2012年1月20日(金)
福島原発 非常用電源が未接続
事故4カ月前から 緊急時データ送れず
東京電力は19日、福島第1原発(福島県大熊町、双葉町)の原子炉データを国の「緊急時対策支援システム」(ERSS)に送信する機器の非常用電源が、震災発生の4カ月前の工事の際に接続されず、そのまま放置していたことを明らかにしました。
ERSSは、国が原子炉の圧力や温度を監視し、施設の状態を判断、その後の事故の進展を予測するシステムです。非常用電源を使えなかったため、昨年3月11日の地震発生で外部電源が喪失した後から、国の防災通信網がダウンするまでの約2時間、福島第1原発のデータをERSSに送れませんでした。
東電の松本純一原子力・立地本部長代理は会見で「非常用電源の工事は緊急性が高いと思っていなかった」と述べました。
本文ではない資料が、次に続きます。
//! Storefront Performance Control Plane
//!
//! This library provides the in-process performance layer of a storefront
//! backend: a TTL result cache, a sliding-window rate limiter, per-operation
//! latency recording and a background host health monitor, plus an
//! interceptor chain that composes them around arbitrary operations. It is
//! framework-agnostic; the `storefront-perf` binary wires it into an HTTP
//! server.
//!
//! # Features
//!
//! - **Result Cache**: Keyed values with per-entry expiry and lazy eviction
//! - **Rate Limiting**: Sliding-window admission per `(client, operation)`
//! - **Latency Recording**: Bounded per-operation windows with average and max
//! - **Health Monitoring**: Periodic CPU, memory and disk sampling with
//!   Good / Warning / Critical classification and a persisted history log
//! - **Injectable Clock**: Every time-dependent component reads a [`Clock`]
//!
//! # Usage
//!
//! ```rust
//! use std::sync::Arc;
//! use std::time::Duration;
//! use storefront_perf::{system_clock, RateLimitPolicy, SlidingWindowLimiter, TtlCache};
//!
//! let clock = system_clock();
//!
//! let cache = TtlCache::new(Duration::from_secs(300), clock.clone());
//! cache.set("plans:all", vec!["basic", "pro"], Duration::from_secs(60));
//! assert_eq!(cache.get("plans:all"), Some(vec!["basic", "pro"]));
//!
//! let limiter = SlidingWindowLimiter::new(RateLimitPolicy::default(), clock);
//! assert!(limiter.allow("10.0.0.7", "/checkout"));
//! ```

pub mod cache;
pub mod clock;
pub mod error;
pub mod health;
pub mod health_config;
pub mod history;
pub mod housekeeping;
pub mod interceptor;
pub mod latency;
pub mod rate_limit;
pub mod ringbuffer;
pub mod sampler;
pub mod worker;

// Re-export main types for convenience
pub use cache::{CacheStats, TtlCache};
pub use clock::{system_clock, Clock, ManualClock, SystemClock};
pub use error::{HistoryError, InterceptError, MonitorError, RateLimitExceeded, SampleError};
pub use health::{HealthLevel, HealthMonitor, HealthStatus, MonitorStats};
pub use health_config::{HealthThresholds, MonitorConfig};
pub use history::HistoryLog;
pub use housekeeping::{Housekeeper, SweepReport};
pub use interceptor::{CachePolicy, Interceptor, RequestContext, Stage};
pub use latency::{LatencyRecorder, LatencyStats, LatencyTimer};
pub use rate_limit::{LimiterStats, RateLimitPolicy, SlidingWindowLimiter};
pub use sampler::{MetricSample, MetricsSource, ProcMetricsSource, SystemMetrics};
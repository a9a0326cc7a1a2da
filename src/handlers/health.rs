//! Health check endpoint handler.
//!
//! This module provides the `/health` endpoint handler that returns the
//! host health derived from the monitor's most recent samples.

use axum::{extract::State, http::StatusCode, response::IntoResponse};
use std::fmt::Write as FmtWrite;
use storefront_perf::{HealthLevel, HealthStatus, MonitorStats};
use tracing::{debug, instrument};

use crate::state::SharedState;

/// Handler for the /health endpoint.
#[instrument(skip(state))]
pub async fn health_handler(State(state): State<SharedState>) -> impl IntoResponse {
    debug!("Processing /health request");

    let health = state.monitor.get_health();
    let stats = state.monitor.stats();
    let status = http_status(&health);

    debug!("Health check: {} - {}", status, health.overall());
    (
        status,
        [("Content-Type", "text/plain; charset=utf-8")],
        render_health(&health, &stats, state.monitor.is_running()),
    )
}

/// 503 when any resource is Critical, 200 otherwise.
pub fn http_status(health: &HealthStatus) -> StatusCode {
    if health.overall() == HealthLevel::Critical {
        StatusCode::SERVICE_UNAVAILABLE
    } else {
        StatusCode::OK
    }
}

/// Renders health as a plain-text table.
pub fn render_health(health: &HealthStatus, stats: &MonitorStats, running: bool) -> String {
    let mut out = String::new();
    writeln!(out, "{}", health.overall()).ok();
    writeln!(out).ok();
    if !health.has_data() {
        writeln!(out, "No samples collected yet").ok();
        writeln!(out).ok();
    }

    writeln!(out, "HOST HEALTH").ok();
    writeln!(out, "===========").ok();
    writeln!(out).ok();
    writeln!(out, "{:10} | {:>10} | {:>10}", "Resource", "Average %", "Status").ok();
    writeln!(out, "{}", "-".repeat(36)).ok();
    for (name, level, average) in [
        ("CPU", health.cpu_health, health.average_cpu),
        ("Memory", health.memory_health, health.average_memory),
        ("Disk", health.disk_health, health.average_disk),
    ] {
        writeln!(out, "{:10} | {:>10.2} | {:>10}", name, average, level.as_str()).ok();
    }

    writeln!(out).ok();
    writeln!(out, "Samples in window:   {}", health.samples).ok();
    writeln!(out, "Samples in history:  {}", stats.samples).ok();
    writeln!(
        out,
        "Monitor:             {} ({} ticks, {} failed)",
        if running { "running" } else { "stopped" },
        stats.ticks,
        stats.failures
    )
    .ok();
    out
}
非常用電源に接続されていなかったのはメディアコンバータ(MC)と呼ばれる機器で、原発敷地内の免震重要棟にある計算機から国のERSSへ送信する間の通信機器の一部。発電所内の研修棟保安検査官室に設置されており、1号機から受電しています。東電によると、2010年11月に、それまで本店から福島第1、第2、柏崎刈羽の3原発のデータを一括してERSSにデータを送信していたシステムを、発電所ごとに国へ送信するシステムへ切り替える工事を実施していたといいます。その際、装置と非常用電源をつなぐケーブルの長さが足りないことが判明。松本氏は「ケーブルなどの再手配などが必要だったが、工事の時期を経済産業省原子力・保安院と調整していた」としています。